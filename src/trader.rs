//! Trade orchestration - combines detection with execution
//!
//! Every swap notification funnels into `EventGate::notify`. At most one
//! evaluation cycle runs at a time; notifications arriving meanwhile are
//! dropped, not queued.

use std::sync::atomic::{AtomicBool, Ordering};
use std::sync::Arc;

use crate::dex::{Side, TokenPair, Venue};
use crate::display;
use crate::error::{CycleError, VenueError};
use crate::execution::{print_execution_receipt, ExecutionReceipt, TradeExecutor};
use crate::math::Fixed;
use crate::price::{PriceOracle, PriceSnapshot};
use crate::simulation::{EqualizationSolver, Opportunity, ProfitabilityEvaluator, TradeDecision};
use crate::stats::{CycleJournal, CycleRecord};

/// Detection half of a cycle: prices, sizing and the go/no-go decision
#[derive(Debug, Clone)]
pub struct Assessment {
    pub snapshot: PriceSnapshot,
    pub opportunity: Option<Opportunity>,
    /// Present whenever `opportunity` is
    pub decision: Option<TradeDecision>,
}

pub struct Assessor {
    venues: [Arc<dyn Venue>; 2],
    pair: TokenPair,
    oracle: PriceOracle,
    solver: EqualizationSolver,
    evaluator: ProfitabilityEvaluator,
    precision: u32,
}

impl Assessor {
    pub fn new(
        venue_a: Arc<dyn Venue>,
        venue_b: Arc<dyn Venue>,
        pair: TokenPair,
        oracle: PriceOracle,
        solver: EqualizationSolver,
        evaluator: ProfitabilityEvaluator,
        precision: u32,
    ) -> Self {
        Self {
            venues: [venue_a, venue_b],
            pair,
            oracle,
            solver,
            evaluator,
            precision,
        }
    }

    pub fn venue(&self, side: Side) -> &dyn Venue {
        self.venues[side.index()].as_ref()
    }

    pub fn pair(&self) -> &TokenPair {
        &self.pair
    }

    pub async fn assess(&self, source: Option<Side>) -> Result<Assessment, VenueError> {
        let snapshot = self
            .oracle
            .observe(self.venue(Side::A), self.venue(Side::B))
            .await?;
        tracing::debug!("raw prices A {} B {}", snapshot.price_a, snapshot.price_b);
        display::print_price_check(&snapshot, &self.pair, self.precision, source);

        let Some(opportunity) = self.solver.solve(&snapshot) else {
            return Ok(Assessment {
                snapshot,
                opportunity: None,
                decision: None,
            });
        };
        display::print_opportunity(&opportunity, &self.pair, self.precision);

        let direction = opportunity.direction;
        let decision = self
            .evaluator
            .evaluate(
                self.venue(direction.buy),
                self.venue(direction.sell),
                &self.pair,
                &opportunity,
            )
            .await;
        display::print_decision(&decision, &self.pair);

        Ok(Assessment {
            snapshot,
            opportunity: Some(opportunity),
            decision: Some(decision),
        })
    }
}

#[derive(Debug, Clone, Copy, PartialEq, Eq)]
pub enum GateState {
    Idle,
    Evaluating,
}

#[derive(Debug, Clone)]
pub enum CycleOutcome {
    /// Another cycle was in flight
    Dropped,
    NoOpportunity {
        divergence: Fixed,
    },
    NotProfitable {
        opportunity: Opportunity,
        decision: TradeDecision,
    },
    Executed {
        opportunity: Opportunity,
        decision: TradeDecision,
        receipt: ExecutionReceipt,
    },
}

/// Holds the gate closed; reopens it when dropped, on every exit path
struct FlightGuard<'a> {
    busy: &'a AtomicBool,
}

impl Drop for FlightGuard<'_> {
    fn drop(&mut self) {
        self.busy.store(false, Ordering::Release);
    }
}

pub struct EventGate {
    busy: AtomicBool,
    assessor: Assessor,
    executor: TradeExecutor,
    gas_limit: u64,
    journal: Option<CycleJournal>,
}

impl EventGate {
    pub fn new(assessor: Assessor, executor: TradeExecutor, gas_limit: u64) -> Self {
        Self {
            busy: AtomicBool::new(false),
            assessor,
            executor,
            gas_limit,
            journal: None,
        }
    }

    pub fn with_journal(mut self, journal: CycleJournal) -> Self {
        self.journal = Some(journal);
        self
    }

    pub fn state(&self) -> GateState {
        if self.busy.load(Ordering::Acquire) {
            GateState::Evaluating
        } else {
            GateState::Idle
        }
    }

    fn try_enter(&self) -> Option<FlightGuard<'_>> {
        self.busy
            .compare_exchange(false, true, Ordering::AcqRel, Ordering::Acquire)
            .ok()
            .map(|_| FlightGuard { busy: &self.busy })
    }

    /// A swap happened on `source`. Runs one full cycle unless one is
    /// already running, in which case the notification is dropped.
    pub async fn notify(&self, source: Side) -> Result<CycleOutcome, CycleError> {
        self.guarded_cycle(Some(source)).await
    }

    /// Run one cycle on demand, under the same single-flight rule.
    pub async fn check(&self) -> Result<CycleOutcome, CycleError> {
        self.guarded_cycle(None).await
    }

    async fn guarded_cycle(&self, source: Option<Side>) -> Result<CycleOutcome, CycleError> {
        let Some(_guard) = self.try_enter() else {
            match source {
                Some(side) => tracing::warn!("swap on {} ignored: evaluation already in flight", side),
                None => tracing::warn!("check ignored: evaluation already in flight"),
            }
            return Ok(CycleOutcome::Dropped);
        };

        match source {
            Some(side) => tracing::info!(
                "swap on {} ({}), evaluating",
                side,
                self.assessor.venue(side).name()
            ),
            None => tracing::info!("manual check, evaluating"),
        }
        let result = self.run_cycle(source).await;

        match &result {
            Ok(CycleOutcome::Executed { receipt, .. }) => {
                tracing::info!("cycle complete: executed, net {}", receipt.net)
            }
            Ok(CycleOutcome::NotProfitable { .. }) => tracing::info!("cycle complete: not profitable"),
            Ok(CycleOutcome::NoOpportunity { divergence }) => {
                tracing::info!("cycle complete: no opportunity at {}%", divergence)
            }
            Ok(CycleOutcome::Dropped) => {}
            Err(e) => tracing::error!("cycle failed: {}", e),
        }

        if let Some(journal) = &self.journal {
            let record = CycleRecord::new(source, &result);
            if let Err(e) = journal.append(&record) {
                tracing::warn!("failed to write cycle journal: {}", e);
            }
        }

        result
    }

    async fn run_cycle(&self, source: Option<Side>) -> Result<CycleOutcome, CycleError> {
        let assessment = self.assessor.assess(source).await?;

        let (Some(opportunity), Some(decision)) = (assessment.opportunity, assessment.decision) else {
            return Ok(CycleOutcome::NoOpportunity {
                divergence: assessment.snapshot.divergence,
            });
        };

        if decision.liquidity_error.is_none() {
            let pair = self.assessor.pair();
            match self.executor.balances(pair).await {
                Ok(before) => display::print_projection(&decision.project(before), pair),
                Err(e) => tracing::warn!("balances unavailable for projection: {}", e),
            }
        }

        if !decision.go {
            return Ok(CycleOutcome::NotProfitable {
                opportunity,
                decision,
            });
        }

        tracing::info!(
            "executing {} with {} quote in ({:?})",
            opportunity.direction,
            decision.amount_in,
            self.executor.mode()
        );
        let receipt = self
            .executor
            .execute(
                opportunity.direction,
                &decision,
                self.assessor.pair(),
                self.gas_limit,
            )
            .await?;
        print_execution_receipt(&receipt, self.assessor.pair());

        Ok(CycleOutcome::Executed {
            opportunity,
            decision,
            receipt,
        })
    }
}

#[cfg(test)]
mod tests {
    use super::*;
    use crate::dex::local::tests::{test_pair, venue, ETH};
    use crate::dex::{LocalVenue, Reserves};
    use crate::error::QuoteError;
    use crate::execution::atomic_arb::tests::RecordingBackend;
    use crate::execution::ExecutionMode;
    use crate::simulation::QuoteSimulator;
    use alloy::primitives::{Address, I256, U256};
    use async_trait::async_trait;
    use std::sync::atomic::AtomicUsize;
    use tokio::sync::Notify;

    /// Blocks its first reserve read until released
    struct GatedVenue {
        inner: LocalVenue,
        reads: AtomicUsize,
        entered: Arc<Notify>,
        release: Arc<Notify>,
    }

    #[async_trait]
    impl Venue for GatedVenue {
        fn name(&self) -> &str {
            self.inner.name()
        }

        async fn get_reserves(&self) -> Result<Reserves, VenueError> {
            if self.reads.fetch_add(1, Ordering::SeqCst) == 0 {
                self.entered.notify_one();
                self.release.notified().await;
            }
            self.inner.get_reserves().await
        }

        async fn quote_in(&self, amount_out: U256, path: &[Address]) -> Result<U256, QuoteError> {
            self.inner.quote_in(amount_out, path).await
        }

        async fn quote_out(&self, amount_in: U256, path: &[Address]) -> Result<U256, QuoteError> {
            self.inner.quote_out(amount_in, path).await
        }
    }

    struct BrokenVenue;

    #[async_trait]
    impl Venue for BrokenVenue {
        fn name(&self) -> &str {
            "Broken"
        }

        async fn get_reserves(&self) -> Result<Reserves, VenueError> {
            Err(VenueError::Rpc {
                venue: "Broken".to_string(),
                reason: "connection reset".to_string(),
            })
        }

        async fn quote_in(&self, _: U256, _: &[Address]) -> Result<U256, QuoteError> {
            unreachable!()
        }

        async fn quote_out(&self, _: U256, _: &[Address]) -> Result<U256, QuoteError> {
            unreachable!()
        }
    }

    fn gate(
        a: Arc<dyn Venue>,
        b: Arc<dyn Venue>,
        threshold: &str,
        backend: Arc<RecordingBackend>,
    ) -> EventGate {
        let assessor = Assessor::new(
            a,
            b,
            test_pair(),
            PriceOracle::new(None),
            EqualizationSolver::new(threshold.parse().unwrap()),
            ProfitabilityEvaluator::new(QuoteSimulator::new(None), 400_000, U256::from(50_000_000_000u64)),
            4,
        );
        EventGate::new(
            assessor,
            TradeExecutor::new(backend, ExecutionMode::Live, None),
            400_000,
        )
    }

    #[tokio::test]
    async fn test_second_notification_is_dropped_while_evaluating() {
        let entered = Arc::new(Notify::new());
        let release = Arc::new(Notify::new());
        let gated = Arc::new(GatedVenue {
            inner: venue("Uniswap", 1_000 * ETH, 1_000 * ETH),
            reads: AtomicUsize::new(0),
            entered: entered.clone(),
            release: release.clone(),
        });
        let gate = Arc::new(gate(
            gated.clone(),
            Arc::new(venue("Sushiswap", 1_000 * ETH, 1_000 * ETH)),
            "0.5",
            Arc::new(RecordingBackend::new(0, 0)),
        ));

        let first = tokio::spawn({
            let gate = gate.clone();
            async move { gate.notify(Side::A).await }
        });
        entered.notified().await;
        assert_eq!(gate.state(), GateState::Evaluating);

        let second = gate.notify(Side::B).await.unwrap();
        assert!(matches!(second, CycleOutcome::Dropped));

        release.notify_one();
        let first = first.await.unwrap().unwrap();
        assert!(matches!(first, CycleOutcome::NoOpportunity { .. }));
        assert_eq!(gated.reads.load(Ordering::SeqCst), 1);
        assert_eq!(gate.state(), GateState::Idle);

        gate.notify(Side::B).await.unwrap();
        assert_eq!(gated.reads.load(Ordering::SeqCst), 2);
    }

    #[tokio::test]
    async fn test_gate_reopens_after_failed_cycle() {
        let gate = gate(
            Arc::new(BrokenVenue),
            Arc::new(venue("Sushiswap", 1_000 * ETH, 1_000 * ETH)),
            "0.5",
            Arc::new(RecordingBackend::new(0, 0)),
        );

        let err = gate.notify(Side::A).await.unwrap_err();
        assert!(matches!(err, CycleError::Venue(VenueError::Rpc { .. })));
        assert_eq!(gate.state(), GateState::Idle);

        // not dropped: the next notification runs a fresh cycle
        assert!(gate.notify(Side::B).await.is_err());
    }

    #[tokio::test]
    async fn test_full_cycle_executes_profitable_trade() {
        let backend = Arc::new(RecordingBackend::new(1_040_846_627_821_322_464, 0));
        let gate = gate(
            Arc::new(venue("Uniswap", 1_000 * ETH, 1_000 * ETH)),
            Arc::new(venue("Sushiswap", 1_000 * ETH, 1_100 * ETH)),
            "0.5",
            backend.clone(),
        );

        let outcome = gate.notify(Side::B).await.unwrap();
        let CycleOutcome::Executed { opportunity, receipt, .. } = outcome else {
            panic!("expected execution, got {:?}", outcome);
        };
        assert_eq!(opportunity.direction.buy, Side::A);
        assert_eq!(
            receipt.quote_delta,
            I256::try_from(1_040_846_627_821_322_464i128).unwrap()
        );

        let submitted = backend.submitted.lock();
        assert_eq!(submitted.len(), 1);
        assert_eq!(submitted[0].amount, U256::from(24_769_384_750_210_469_731u128));
    }

    #[tokio::test]
    async fn test_below_threshold_never_trades() {
        let backend = Arc::new(RecordingBackend::new(0, 0));
        let gate = gate(
            Arc::new(venue("Uniswap", 1_000 * ETH, 1_000 * ETH)),
            Arc::new(venue("Sushiswap", 1_000 * ETH, 1_001 * ETH)),
            "0.5",
            backend.clone(),
        );

        let outcome = gate.notify(Side::A).await.unwrap();
        assert!(matches!(outcome, CycleOutcome::NoOpportunity { .. }));
        let outcome = gate.check().await.unwrap();
        assert!(matches!(outcome, CycleOutcome::NoOpportunity { .. }));
        assert!(backend.submitted.lock().is_empty());
    }

    #[tokio::test]
    async fn test_fees_eat_a_small_divergence() {
        let backend = Arc::new(RecordingBackend::new(0, 0));
        let gate = gate(
            Arc::new(venue("Uniswap", 1_000 * ETH, 1_000 * ETH)),
            Arc::new(venue("Sushiswap", 1_000 * ETH, 1_001 * ETH)),
            "0.05",
            backend.clone(),
        );

        let outcome = gate.notify(Side::A).await.unwrap();
        let CycleOutcome::NotProfitable { decision, .. } = outcome else {
            panic!("expected a rejected trade, got {:?}", outcome);
        };
        assert!(!decision.go);
        assert!(decision.net.is_negative());
        assert!(backend.submitted.lock().is_empty());
    }
}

____

## About this task:
Which lines of the data contain the word "Some"? Copy each one.

## Solution to this problem:
        let Some(opportunity) = self.solver.solve(&snapshot) else {
            opportunity: Some(opportunity),
            decision: Some(decision),
        self.journal = Some(journal);
        self.guarded_cycle(Some(source)).await
        let Some(_guard) = self.try_enter() else {
                Some(side) => tracing::warn!("swap on {} ignored: evaluation already in flight", side),
            Some(side) => tracing::info!(
        if let Some(journal) = &self.journal {
        let (Some(opportunity), Some(decision)) = (assessment.opportunity, assessment.decision) else {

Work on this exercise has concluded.